Part 1 – An Introduction to Sorrow
Trouble and sorrow need not come as an enemy, but as a friend. In the first message Jesus brought to His disciples in that great Sermon on the Mount, He said, “Blessed are they that mourn: for they shall be comforted.” And again in Luke, “Blessed are ye that weep . . .” Isaiah saw Jesus as a “Man of sorrows and acquainted with grief.”
For the Christian, sorrow is heaven’s lubrication system to help and not to hurt, to make better instead of bitter. Job said, “For God maketh my heart soft,” and “In all this Job sinned not, nor charged God foolishly” All of our experiences of sorrow and trouble must be interpreted in the light of two great truths – God is too good to do wrong and He is too wise to make a mistake.
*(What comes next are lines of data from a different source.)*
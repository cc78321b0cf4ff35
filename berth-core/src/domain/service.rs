//! Service domain model
//!
//! A service is one (repository, head) deployment: a built image, a running
//! container named after the service identity, and the proxy routes in front of it.

use serde::{Deserialize, Serialize};
use sha2::{Digest, Sha256};
use std::collections::BTreeMap;
use std::fmt;

/// Number of identity characters used for the derived subdomain
pub const SHORT_ID_LEN: usize = 7;

/// Content-derived identifier of a (repository, head) pair
///
/// Lowercase hex SHA-256 of the repository URL followed by the head reference.
/// Used as the container name, the storage key, and the source of the
/// fallback subdomain.
#[derive(Debug, Clone, PartialEq, Eq, Hash, PartialOrd, Ord, Serialize, Deserialize)]
#[serde(transparent)]
pub struct ServiceIdentity(String);

impl ServiceIdentity {
    /// Derives the identity for a repository at a given head
    pub fn derive(repository: &str, head: &str) -> Self {
        let mut hasher = Sha256::new();
        hasher.update(repository.as_bytes());
        hasher.update(head.as_bytes());
        Self(hex::encode(hasher.finalize()))
    }

    /// Wraps an already computed identity (e.g. read back from an API path)
    pub fn from_hex(value: impl Into<String>) -> Self {
        Self(value.into().to_lowercase())
    }

    pub fn as_str(&self) -> &str {
        &self.0
    }

    /// First characters of the identity, used for the derived subdomain
    pub fn short(&self) -> &str {
        &self.0[..SHORT_ID_LEN.min(self.0.len())]
    }

    /// Subdomain under which the service is always reachable
    pub fn subdomain(&self, base_domain: &str) -> String {
        format!("{}.{}", self.short(), base_domain)
    }
}

impl fmt::Display for ServiceIdentity {
    fn fmt(&self, f: &mut fmt::Formatter<'_>) -> fmt::Result {
        f.write_str(&self.0)
    }
}

impl AsRef<str> for ServiceIdentity {
    fn as_ref(&self) -> &str {
        &self.0
    }
}

/// Secondary bidirectional streaming channel declared by a service
#[derive(Debug, Clone, PartialEq, Eq, Serialize, Deserialize)]
pub struct WebSocket {
    /// Request path routed to the second port (e.g. "/ws")
    pub path: String,
}

/// Durable record for one deployed service
#[derive(Debug, Clone, PartialEq, Serialize, Deserialize)]
#[serde(rename_all = "camelCase")]
pub struct ServiceConfiguration {
    pub id: ServiceIdentity,

    /// Runtime image family used to build the service
    #[serde(rename = "type")]
    pub service_type: String,

    /// Human-facing repository page
    pub url: String,

    pub clone_url: String,

    pub branch: String,

    pub repository: String,

    #[serde(default)]
    pub web_socket: Option<WebSocket>,

    /// Hostnames routed to this service, explicit domain first
    #[serde(default)]
    pub domains: Vec<String>,

    /// Allocated host ports: HTTP first, then the WebSocket port if any
    #[serde(default)]
    pub ports: Vec<u16>,

    #[serde(default)]
    pub env: BTreeMap<String, String>,

    /// Image produced by the last successful build
    #[serde(default, skip_serializing_if = "Option::is_none")]
    pub image_id: Option<String>,
}

impl ServiceConfiguration {
    /// Primary HTTP port, if allocated
    pub fn http_port(&self) -> Option<u16> {
        self.ports.first().copied()
    }

    /// WebSocket port, present only when a WebSocket channel was declared
    pub fn web_socket_port(&self) -> Option<u16> {
        self.web_socket.as_ref().and(self.ports.get(1).copied())
    }

    /// Name of the container running this service
    pub fn container_name(&self) -> &str {
        self.id.as_str()
    }
}

/// A service record merged with live container-engine state
#[derive(Debug, Clone, PartialEq, Serialize, Deserialize)]
pub struct ServiceStatus {
    #[serde(flatten)]
    pub config: ServiceConfiguration,

    /// Whether a container for this service is currently running
    pub online: bool,
}
//! Berth Core
//!
//! Core types and abstractions for the Berth deployment orchestrator.
//!
//! This crate contains:
//! - Domain types: Core business entities (ServiceConfiguration, ServiceKey, etc.)
//! - DTOs: Data transfer objects for communication between the CLI and the orchestrator

pub mod domain;
pub mod dto;
//! Service keys
//!
//! A repository is registered by issuing it a key; the key later authorizes
//! build triggers that do not come with a webhook signature.

use berth_core::domain::key::ServiceKey;
use rand::RngCore;
use tracing::{info, warn};

use super::{Orchestrator, RegistrationFailure, Result, ServiceError};

/// Bytes of random material hashed into every key
const KEY_ENTROPY_LEN: usize = 256;

impl Orchestrator {
    /// Registers a repository and issues its key
    ///
    /// Fails without side effects when the repository is already registered
    /// or the source host does not know it.
    pub async fn create_key(&self, repository: &str) -> Result<ServiceKey> {
        let storage_key = ServiceKey::storage_key(repository);
        let _registration = self.registration.lock().await;

        if self.keys.has(&storage_key).await? {
            return Err(ServiceError::Registration {
                repository: repository.to_string(),
                reason: RegistrationFailure::AlreadyRegistered,
            });
        }

        let exists = self
            .source
            .exists(repository)
            .await
            .map_err(|source| ServiceError::Source {
                repository: repository.to_string(),
                source,
            })?;
        if !exists {
            return Err(ServiceError::Registration {
                repository: repository.to_string(),
                reason: RegistrationFailure::RepositoryNotFound,
            });
        }

        let mut entropy = [0u8; KEY_ENTROPY_LEN];
        rand::rng().fill_bytes(&mut entropy);
        let key = ServiceKey::from_entropy(repository, &entropy);

        self.keys.set(&storage_key, &key).await?;

        info!("Registered {} and issued a service key", repository);
        Ok(key)
    }

    pub async fn get_key(&self, repository: &str) -> Result<ServiceKey> {
        self.keys
            .get(&ServiceKey::storage_key(repository))
            .await?
            .ok_or_else(|| ServiceError::KeyNotFound(repository.to_string()))
    }

    /// Checks a presented key against the one issued for `repository`
    pub async fn verify_key(&self, repository: &str, presented: &str) -> Result<()> {
        let issued = self.get_key(repository).await?;

        if !constant_time_eq(issued.key.as_bytes(), presented.trim().as_bytes()) {
            warn!("Rejected build trigger for {}: key mismatch", repository);
            return Err(ServiceError::Unauthorized(repository.to_string()));
        }

        Ok(())
    }
}

fn constant_time_eq(a: &[u8], b: &[u8]) -> bool {
    if a.len() != b.len() {
        return false;
    }
    a.iter().zip(b).fold(0u8, |acc, (x, y)| acc | (x ^ y)) == 0
}
//! Configuration module
//!
//! Handles CLI configuration.

/// CLI configuration
#[derive(Debug, Clone)]
pub struct Config {
    /// URL of the orchestrator service
    pub orchestrator_url: String,
}
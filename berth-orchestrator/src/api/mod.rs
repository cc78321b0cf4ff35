//! API Module
//!
//! HTTP API layer for the orchestrator.
//! Each submodule handles endpoints for a specific domain.

pub mod error;
pub mod health;
pub mod keys;
pub mod service;
pub mod webhook;

use axum::{
    Router,
    routing::{get, post},
};
use std::sync::Arc;
use tower_http::trace::TraceLayer;

use crate::service::Orchestrator;

/// Shared state of every handler
#[derive(Clone)]
pub struct AppState {
    pub orchestrator: Arc<Orchestrator>,

    /// Webhooks are refused while unset
    pub webhook_secret: Option<String>,
}

/// Create the main API router with all endpoints
pub fn create_router(state: AppState) -> Router {
    Router::new()
        // Health check
        .route("/health", get(health::health_check))
        // Build triggers
        .route("/webhook", post(webhook::handle_webhook))
        .route("/trigger", post(webhook::handle_trigger))
        // Service endpoints
        .route("/api/services", get(service::list_services))
        .route("/api/services/build", post(service::build_service))
        .route("/api/services/reboot", post(service::reboot_services))
        .route(
            "/api/services/{id}",
            get(service::get_service).delete(service::delete_service),
        )
        .route("/api/services/{id}/start", post(service::start_service))
        .route("/api/services/{id}/stop", post(service::stop_service))
        .route("/api/services/{id}/rebuild", post(service::rebuild_service))
        .route("/api/proxy/reload", post(service::reload_proxy))
        // Key endpoints
        .route("/api/keys", post(keys::create_key).get(keys::get_key))
        // Add state and middleware
        .with_state(state)
        .layer(TraceLayer::new_for_http())
}

#[cfg(test)]
mod tests {
    use super::*;
    use crate::testing::Harness;
    use axum::body::Body;
    use axum::http::{Request, StatusCode};
    use http_body_util::BodyExt;
    use tower::ServiceExt;

    const SECRET: &str = "s3cret";

    fn app(h: &Harness) -> Router {
        create_router(AppState {
            orchestrator: h.orchestrator.clone(),
            webhook_secret: Some(SECRET.to_string()),
        })
    }

    async fn body_json(response: axum::response::Response) -> serde_json::Value {
        let bytes = response.into_body().collect().await.unwrap().to_bytes();
        serde_json::from_slice(&bytes).unwrap()
    }

    fn post_json(uri: &str, body: serde_json::Value) -> Request<Body> {
        Request::builder()
            .method("POST")
            .uri(uri)
            .header("content-type", "application/json")
            .body(Body::from(body.to_string()))
            .unwrap()
    }

    fn get_request(uri: &str) -> Request<Body> {
        Request::builder().uri(uri).body(Body::empty()).unwrap()
    }

    fn push_event(repository: &str, git_ref: &str) -> Vec<u8> {
        serde_json::json!({
            "ref": git_ref,
            "repository": { "full_name": repository },
        })
        .to_string()
        .into_bytes()
    }

    fn webhook(body: Vec<u8>, signature: &str) -> Request<Body> {
        Request::builder()
            .method("POST")
            .uri("/webhook")
            .header("content-type", "application/json")
            .header("X-Hub-Signature", signature)
            .body(Body::from(body))
            .unwrap()
    }

    #[tokio::test]
    async fn test_health() {
        let h = Harness::new();
        let response = app(&h).oneshot(get_request("/health")).await.unwrap();
        assert_eq!(response.status(), StatusCode::OK);
    }

    #[tokio::test]
    async fn test_build_then_list_and_get() {
        let h = Harness::new();
        let app = app(&h);

        let response = app
            .clone()
            .oneshot(post_json(
                "/api/services/build",
                serde_json::json!({ "repository": "acme/site" }),
            ))
            .await
            .unwrap();
        assert_eq!(response.status(), StatusCode::ACCEPTED);
        let id = body_json(response).await["id"].as_str().unwrap().to_string();
        h.orchestrator.wait_for_background_builds().await;

        let response = app.clone().oneshot(get_request("/api/services")).await.unwrap();
        assert_eq!(response.status(), StatusCode::OK);
        let services = body_json(response).await;
        assert_eq!(services.as_array().unwrap().len(), 1);
        assert_eq!(services[0]["id"], id.as_str());
        assert_eq!(services[0]["branch"], "master");
        assert_eq!(services[0]["online"], true);

        let response = app
            .oneshot(get_request(&format!("/api/services/{}", id)))
            .await
            .unwrap();
        assert_eq!(response.status(), StatusCode::OK);
        assert_eq!(body_json(response).await["type"], "node");
    }

    #[tokio::test]
    async fn test_unknown_service_is_404() {
        let h = Harness::new();
        let response = app(&h)
            .oneshot(get_request("/api/services/deadbeef"))
            .await
            .unwrap();
        assert_eq!(response.status(), StatusCode::NOT_FOUND);
        assert!(body_json(response).await["error"].is_string());
    }

    #[tokio::test]
    async fn test_stop_then_delete() {
        let h = Harness::new();
        let id = h
            .orchestrator
            .build_repository("acme/site", "master")
            .await
            .unwrap();
        h.orchestrator.wait_for_background_builds().await;
        let app = app(&h);

        let response = app
            .clone()
            .oneshot(post_json(
                &format!("/api/services/{}/stop", id),
                serde_json::json!({}),
            ))
            .await
            .unwrap();
        assert_eq!(response.status(), StatusCode::NO_CONTENT);
        assert!(h.engine.running().is_empty());

        let response = app
            .oneshot(
                Request::builder()
                    .method("DELETE")
                    .uri(format!("/api/services/{}", id))
                    .body(Body::empty())
                    .unwrap(),
            )
            .await
            .unwrap();
        assert_eq!(response.status(), StatusCode::NO_CONTENT);
        assert!(h.orchestrator.get_all_services().await.unwrap().is_empty());
    }

    #[tokio::test]
    async fn test_key_registration_conflict() {
        let h = Harness::new();
        let app = app(&h);
        let body = serde_json::json!({ "repository": "acme/site" });

        let response = app
            .clone()
            .oneshot(post_json("/api/keys", body.clone()))
            .await
            .unwrap();
        assert_eq!(response.status(), StatusCode::CREATED);
        let key = body_json(response).await["key"].as_str().unwrap().to_string();

        let response = app
            .clone()
            .oneshot(post_json("/api/keys", body))
            .await
            .unwrap();
        assert_eq!(response.status(), StatusCode::CONFLICT);

        let response = app
            .oneshot(get_request("/api/keys?repository=acme/site"))
            .await
            .unwrap();
        assert_eq!(response.status(), StatusCode::OK);
        assert_eq!(body_json(response).await["key"], key.as_str());
    }

    #[tokio::test]
    async fn test_trigger_requires_matching_key() {
        let h = Harness::new();
        let key = h.orchestrator.create_key("acme/site").await.unwrap();
        let app = app(&h);

        let response = app
            .clone()
            .oneshot(post_json(
                "/trigger",
                serde_json::json!({ "repository": "acme/site", "key": "wrong" }),
            ))
            .await
            .unwrap();
        assert_eq!(response.status(), StatusCode::UNAUTHORIZED);
        assert!(h.orchestrator.get_all_services().await.unwrap().is_empty());

        let response = app
            .oneshot(post_json(
                "/trigger",
                serde_json::json!({ "repository": "acme/site", "head": "dev", "key": key.key }),
            ))
            .await
            .unwrap();
        assert_eq!(response.status(), StatusCode::ACCEPTED);
        let services = h.orchestrator.get_all_services().await.unwrap();
        assert_eq!(services.len(), 1);
        assert_eq!(services[0].config.branch, "dev");
    }

    #[tokio::test]
    async fn test_signed_webhook_builds_branch() {
        let h = Harness::new();
        let body = push_event("acme/site", "refs/heads/dev");
        let signature = webhook::sign(SECRET.as_bytes(), &body);

        let response = app(&h).oneshot(webhook(body, &signature)).await.unwrap();
        assert_eq!(response.status(), StatusCode::ACCEPTED);

        let expected = Orchestrator::identity("acme/site", "dev");
        assert_eq!(body_json(response).await["id"], expected.as_str());
        h.orchestrator.wait_for_background_builds().await;
        assert!(h.orchestrator.get_service(&expected).await.unwrap().online);
    }

    #[tokio::test]
    async fn test_bad_signature_is_rejected_without_side_effects() {
        let h = Harness::new();
        let body = push_event("acme/site", "refs/heads/master");
        let signature = webhook::sign(b"not-the-secret", &body);

        let response = app(&h).oneshot(webhook(body, &signature)).await.unwrap();
        assert_eq!(response.status(), StatusCode::UNAUTHORIZED);

        h.orchestrator.wait_for_background_builds().await;
        assert!(h.orchestrator.get_all_services().await.unwrap().is_empty());
        assert!(h.engine.calls().is_empty());
        assert_eq!(h.proxy.reload_count(), 0);
    }

    #[tokio::test]
    async fn test_webhooks_refused_without_secret() {
        let h = Harness::new();
        let app = create_router(AppState {
            orchestrator: h.orchestrator.clone(),
            webhook_secret: None,
        });
        let body = push_event("acme/site", "refs/heads/master");
        let signature = webhook::sign(SECRET.as_bytes(), &body);

        let response = app.oneshot(webhook(body, &signature)).await.unwrap();
        assert_eq!(response.status(), StatusCode::UNAUTHORIZED);
        assert!(h.orchestrator.get_all_services().await.unwrap().is_empty());
    }

    #[tokio::test]
    async fn test_tag_push_is_ignored() {
        let h = Harness::new();
        let body = push_event("acme/site", "refs/tags/v1.0.0");
        let signature = webhook::sign(SECRET.as_bytes(), &body);

        let response = app(&h).oneshot(webhook(body, &signature)).await.unwrap();
        assert_eq!(response.status(), StatusCode::ACCEPTED);
        assert!(h.orchestrator.get_all_services().await.unwrap().is_empty());
    }
}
My ministry to the sorrowing began thirty-five years ago when my mother called me while I was a student in Baylor and asked me to come and preach the funeral for her namesake, little Sadie Mae Gable, our next door neighbor’s little daughter who was accidentally run over by her brother in a truck and killed. My first reaction and response was, “Momma, I cannot do it.” She insisted that I come and try and as I stood there that day, a timid preacher boy, and saw my mother sit by Mrs. Gable to comfort her, the Lord alone knew how much I needed His help as I literally broke apart on the inside. And yet at the close of the service, after sufficient grace was given, I can almost still hear Mrs. Gable say, “Oh, if I only had the faith of Lester.” And yet if she knew – how little faith I did have!
But little faith brings ample grace. From that day until this day, through experiences of burying my wife’s mother, my own mother and my own dad, I have found God’s grace altogether sufficient and am able now “to comfort them which are in any trouble, by the comfort wherewith we ourselves are comforted of God,” II Corinthians 1:4.